- _Task to complete_:
Each entry has to be printed again exactly.

- _Material shown_:

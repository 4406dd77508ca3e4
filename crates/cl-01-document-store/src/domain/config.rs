//! Transaction retry policy.

use std::time::Duration;

/// Default number of attempts before a transaction gives up.
pub const DEFAULT_MAX_ATTEMPTS: u32 = 10;

/// Store configuration.
#[derive(Debug, Clone, PartialEq, Eq)]
pub struct StoreConfig {
    /// Attempts per transaction, including the first.
    pub max_attempts: u32,
    /// Fixed pause between conflicting attempts.
    pub backoff: Option<Duration>,
}

impl Default for StoreConfig {
    fn default() -> Self {
        Self {
            max_attempts: DEFAULT_MAX_ATTEMPTS,
            backoff: None,
        }
    }
}

impl StoreConfig {
    /// Same policy with a fixed backoff.
    #[must_use]
    pub fn with_backoff(mut self, backoff: Duration) -> Self {
        self.backoff = Some(backoff);
        self
    }
}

- _Exercise result_:
repository 4406dd77508ca3e4
filename crates/cl-01-document-store/src/domain/config.rs
//! Transaction retry policy.

use std::time::Duration;

/// Default number of attempts before a transaction gives up.
pub const DEFAULT_MAX_ATTEMPTS: u32 = 10;

/// Store configuration.
#[derive(Debug, Clone, PartialEq, Eq)]
pub struct StoreConfig {
    /// Attempts per transaction, including the first.
    pub max_attempts: u32,
    /// Fixed pause between conflicting attempts.
    pub backoff: Option<Duration>,
}

impl Default for StoreConfig {
    fn default() -> Self {
        Self {
            max_attempts: DEFAULT_MAX_ATTEMPTS,
            backoff: None,
        }
    }
}

impl StoreConfig {
    /// Same policy with a fixed backoff.
    #[must_use]
    pub fn with_backoff(mut self, backoff: Duration) -> Self {
        self.backoff = Some(backoff);
        self
    }
}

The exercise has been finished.